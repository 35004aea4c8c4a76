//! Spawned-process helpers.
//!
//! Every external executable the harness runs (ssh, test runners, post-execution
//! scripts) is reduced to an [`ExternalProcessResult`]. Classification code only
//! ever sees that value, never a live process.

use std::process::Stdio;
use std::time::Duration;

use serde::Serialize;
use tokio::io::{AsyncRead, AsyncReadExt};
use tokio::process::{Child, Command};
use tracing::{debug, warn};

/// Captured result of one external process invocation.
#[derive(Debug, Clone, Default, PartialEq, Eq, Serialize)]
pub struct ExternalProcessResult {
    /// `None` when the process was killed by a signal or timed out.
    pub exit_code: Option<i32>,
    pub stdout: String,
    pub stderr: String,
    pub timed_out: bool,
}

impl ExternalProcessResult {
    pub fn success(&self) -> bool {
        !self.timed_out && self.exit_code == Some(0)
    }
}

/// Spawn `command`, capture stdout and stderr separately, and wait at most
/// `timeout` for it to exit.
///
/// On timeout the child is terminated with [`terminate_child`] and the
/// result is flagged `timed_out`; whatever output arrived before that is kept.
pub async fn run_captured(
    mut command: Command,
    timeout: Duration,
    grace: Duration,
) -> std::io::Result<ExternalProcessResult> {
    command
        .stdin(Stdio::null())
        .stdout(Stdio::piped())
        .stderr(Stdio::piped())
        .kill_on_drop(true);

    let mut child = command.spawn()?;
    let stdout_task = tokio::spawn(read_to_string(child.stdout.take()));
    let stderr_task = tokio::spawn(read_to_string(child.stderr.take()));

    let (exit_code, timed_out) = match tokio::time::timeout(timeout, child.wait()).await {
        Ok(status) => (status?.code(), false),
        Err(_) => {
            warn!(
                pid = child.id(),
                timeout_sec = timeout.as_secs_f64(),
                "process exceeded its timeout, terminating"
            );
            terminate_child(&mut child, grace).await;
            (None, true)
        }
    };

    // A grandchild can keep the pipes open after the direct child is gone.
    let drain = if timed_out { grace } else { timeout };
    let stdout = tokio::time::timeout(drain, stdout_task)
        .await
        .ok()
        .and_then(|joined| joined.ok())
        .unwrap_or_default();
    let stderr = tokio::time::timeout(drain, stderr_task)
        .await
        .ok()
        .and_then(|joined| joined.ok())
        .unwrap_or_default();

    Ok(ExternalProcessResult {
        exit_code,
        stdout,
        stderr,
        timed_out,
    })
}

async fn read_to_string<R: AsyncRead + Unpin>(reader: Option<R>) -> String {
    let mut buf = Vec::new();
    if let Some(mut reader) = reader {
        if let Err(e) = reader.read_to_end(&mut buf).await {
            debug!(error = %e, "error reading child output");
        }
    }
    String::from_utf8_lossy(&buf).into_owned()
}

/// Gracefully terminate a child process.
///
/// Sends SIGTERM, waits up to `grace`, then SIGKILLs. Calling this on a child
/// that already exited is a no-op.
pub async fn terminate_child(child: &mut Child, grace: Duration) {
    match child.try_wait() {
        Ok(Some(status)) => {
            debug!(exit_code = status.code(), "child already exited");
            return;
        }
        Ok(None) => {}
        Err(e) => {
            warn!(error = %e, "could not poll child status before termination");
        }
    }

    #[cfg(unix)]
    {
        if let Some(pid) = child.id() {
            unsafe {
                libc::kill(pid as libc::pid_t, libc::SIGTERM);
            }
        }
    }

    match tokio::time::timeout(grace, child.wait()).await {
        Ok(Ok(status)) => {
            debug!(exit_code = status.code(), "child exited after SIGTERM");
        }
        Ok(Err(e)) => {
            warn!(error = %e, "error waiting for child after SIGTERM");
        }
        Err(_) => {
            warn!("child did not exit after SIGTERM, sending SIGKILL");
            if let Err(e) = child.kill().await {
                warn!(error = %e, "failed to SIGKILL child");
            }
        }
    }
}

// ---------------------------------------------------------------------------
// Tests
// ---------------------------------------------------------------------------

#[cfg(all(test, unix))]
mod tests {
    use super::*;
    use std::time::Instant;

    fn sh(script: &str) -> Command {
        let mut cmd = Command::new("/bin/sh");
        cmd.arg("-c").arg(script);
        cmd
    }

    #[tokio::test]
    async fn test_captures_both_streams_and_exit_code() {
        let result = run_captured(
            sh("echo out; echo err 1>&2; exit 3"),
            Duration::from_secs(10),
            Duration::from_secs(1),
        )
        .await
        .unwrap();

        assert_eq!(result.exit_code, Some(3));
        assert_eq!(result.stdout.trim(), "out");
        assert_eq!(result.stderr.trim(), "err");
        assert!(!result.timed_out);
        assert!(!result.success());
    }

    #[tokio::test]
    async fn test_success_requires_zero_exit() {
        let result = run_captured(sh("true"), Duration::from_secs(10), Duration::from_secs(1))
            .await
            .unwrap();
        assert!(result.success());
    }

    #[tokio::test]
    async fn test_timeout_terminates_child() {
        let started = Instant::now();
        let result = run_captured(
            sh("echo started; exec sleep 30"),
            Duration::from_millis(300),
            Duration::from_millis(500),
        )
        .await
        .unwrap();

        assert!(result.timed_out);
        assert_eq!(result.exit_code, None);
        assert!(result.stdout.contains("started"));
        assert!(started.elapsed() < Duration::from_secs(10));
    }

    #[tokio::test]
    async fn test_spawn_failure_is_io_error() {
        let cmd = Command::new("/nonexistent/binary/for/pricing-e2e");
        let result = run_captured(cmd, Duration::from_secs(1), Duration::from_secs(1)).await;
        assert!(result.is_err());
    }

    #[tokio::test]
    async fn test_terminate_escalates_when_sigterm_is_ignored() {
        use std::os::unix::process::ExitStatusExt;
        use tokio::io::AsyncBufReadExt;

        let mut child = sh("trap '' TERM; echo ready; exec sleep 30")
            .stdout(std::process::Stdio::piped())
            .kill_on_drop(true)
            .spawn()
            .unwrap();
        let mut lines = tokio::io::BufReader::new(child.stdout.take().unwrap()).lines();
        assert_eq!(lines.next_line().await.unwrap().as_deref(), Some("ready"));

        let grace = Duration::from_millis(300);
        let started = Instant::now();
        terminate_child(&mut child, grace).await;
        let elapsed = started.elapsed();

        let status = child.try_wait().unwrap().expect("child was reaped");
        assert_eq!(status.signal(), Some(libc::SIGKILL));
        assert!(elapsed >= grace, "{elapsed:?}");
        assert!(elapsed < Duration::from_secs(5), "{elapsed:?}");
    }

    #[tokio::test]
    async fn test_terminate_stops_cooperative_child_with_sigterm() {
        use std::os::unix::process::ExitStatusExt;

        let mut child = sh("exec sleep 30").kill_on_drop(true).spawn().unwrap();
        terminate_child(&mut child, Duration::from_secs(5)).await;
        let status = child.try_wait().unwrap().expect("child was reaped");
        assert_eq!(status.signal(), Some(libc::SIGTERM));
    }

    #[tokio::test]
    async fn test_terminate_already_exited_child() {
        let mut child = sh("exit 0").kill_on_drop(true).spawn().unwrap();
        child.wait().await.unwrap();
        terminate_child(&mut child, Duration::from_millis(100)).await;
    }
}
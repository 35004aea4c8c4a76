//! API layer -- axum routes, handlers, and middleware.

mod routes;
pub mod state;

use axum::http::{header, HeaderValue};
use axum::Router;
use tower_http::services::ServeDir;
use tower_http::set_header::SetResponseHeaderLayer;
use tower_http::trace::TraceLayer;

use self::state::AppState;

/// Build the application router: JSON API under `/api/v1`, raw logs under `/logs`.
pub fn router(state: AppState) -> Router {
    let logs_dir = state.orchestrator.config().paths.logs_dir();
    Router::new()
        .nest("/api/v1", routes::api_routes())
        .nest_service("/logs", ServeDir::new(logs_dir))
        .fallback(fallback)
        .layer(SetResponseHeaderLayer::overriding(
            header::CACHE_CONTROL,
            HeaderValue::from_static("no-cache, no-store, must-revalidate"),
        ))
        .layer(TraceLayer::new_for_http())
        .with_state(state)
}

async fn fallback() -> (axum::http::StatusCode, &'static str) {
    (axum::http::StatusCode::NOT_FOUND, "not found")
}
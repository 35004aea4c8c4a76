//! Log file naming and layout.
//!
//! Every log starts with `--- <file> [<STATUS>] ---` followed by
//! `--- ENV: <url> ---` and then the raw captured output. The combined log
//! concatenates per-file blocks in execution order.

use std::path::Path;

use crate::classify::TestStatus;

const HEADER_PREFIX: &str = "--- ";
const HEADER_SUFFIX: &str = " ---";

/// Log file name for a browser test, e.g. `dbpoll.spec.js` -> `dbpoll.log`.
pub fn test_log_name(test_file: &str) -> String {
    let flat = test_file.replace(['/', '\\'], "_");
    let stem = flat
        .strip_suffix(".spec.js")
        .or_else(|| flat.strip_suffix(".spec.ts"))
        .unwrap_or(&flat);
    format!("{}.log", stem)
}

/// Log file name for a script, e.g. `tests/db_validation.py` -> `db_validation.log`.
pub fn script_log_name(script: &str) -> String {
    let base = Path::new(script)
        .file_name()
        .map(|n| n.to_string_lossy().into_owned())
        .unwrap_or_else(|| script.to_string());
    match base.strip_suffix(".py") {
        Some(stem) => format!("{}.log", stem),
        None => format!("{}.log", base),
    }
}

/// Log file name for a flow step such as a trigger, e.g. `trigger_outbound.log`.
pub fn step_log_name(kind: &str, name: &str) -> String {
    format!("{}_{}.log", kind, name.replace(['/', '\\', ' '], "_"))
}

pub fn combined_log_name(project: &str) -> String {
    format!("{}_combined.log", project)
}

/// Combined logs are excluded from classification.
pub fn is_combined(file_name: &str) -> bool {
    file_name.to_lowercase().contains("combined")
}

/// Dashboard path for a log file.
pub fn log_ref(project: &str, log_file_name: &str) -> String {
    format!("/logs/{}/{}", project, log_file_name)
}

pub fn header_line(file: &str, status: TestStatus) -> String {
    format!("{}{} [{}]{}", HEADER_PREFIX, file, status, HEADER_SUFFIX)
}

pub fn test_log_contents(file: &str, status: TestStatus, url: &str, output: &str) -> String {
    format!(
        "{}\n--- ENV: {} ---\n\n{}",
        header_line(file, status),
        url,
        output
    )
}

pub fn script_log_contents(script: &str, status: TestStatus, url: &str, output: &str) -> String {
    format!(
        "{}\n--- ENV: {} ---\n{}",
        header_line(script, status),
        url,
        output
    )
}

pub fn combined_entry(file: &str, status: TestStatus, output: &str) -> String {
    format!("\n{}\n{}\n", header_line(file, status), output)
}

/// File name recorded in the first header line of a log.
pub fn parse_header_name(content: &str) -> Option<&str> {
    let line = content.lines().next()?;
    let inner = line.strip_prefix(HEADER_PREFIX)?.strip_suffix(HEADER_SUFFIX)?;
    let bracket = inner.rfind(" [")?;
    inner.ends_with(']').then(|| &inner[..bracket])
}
------------------------------------------------------------
--- Problem description ---
Quote exactly the first line of the data and every line after it through the one holding "stdout_task = tokio::spawn(read_to_string(child.stdout.take()));".

--- Answer below ---
repository 35004aea4c8c4a76
//! Spawned-process helpers.
//!
//! Every external executable the harness runs (ssh, test runners, post-execution
//! scripts) is reduced to an [`ExternalProcessResult`]. Classification code only
//! ever sees that value, never a live process.

use std::process::Stdio;
use std::time::Duration;

use serde::Serialize;
use tokio::io::{AsyncRead, AsyncReadExt};
use tokio::process::{Child, Command};
use tracing::{debug, warn};

/// Captured result of one external process invocation.
#[derive(Debug, Clone, Default, PartialEq, Eq, Serialize)]
pub struct ExternalProcessResult {
    /// `None` when the process was killed by a signal or timed out.
    pub exit_code: Option<i32>,
    pub stdout: String,
    pub stderr: String,
    pub timed_out: bool,
}

impl ExternalProcessResult {
    pub fn success(&self) -> bool {
        !self.timed_out && self.exit_code == Some(0)
    }
}

/// Spawn `command`, capture stdout and stderr separately, and wait at most
/// `timeout` for it to exit.
///
/// On timeout the child is terminated with [`terminate_child`] and the
/// result is flagged `timed_out`; whatever output arrived before that is kept.
pub async fn run_captured(
    mut command: Command,
    timeout: Duration,
    grace: Duration,
) -> std::io::Result<ExternalProcessResult> {
    command
        .stdin(Stdio::null())
        .stdout(Stdio::piped())
        .stderr(Stdio::piped())
        .kill_on_drop(true);

    let mut child = command.spawn()?;
    let stdout_task = tokio::spawn(read_to_string(child.stdout.take()));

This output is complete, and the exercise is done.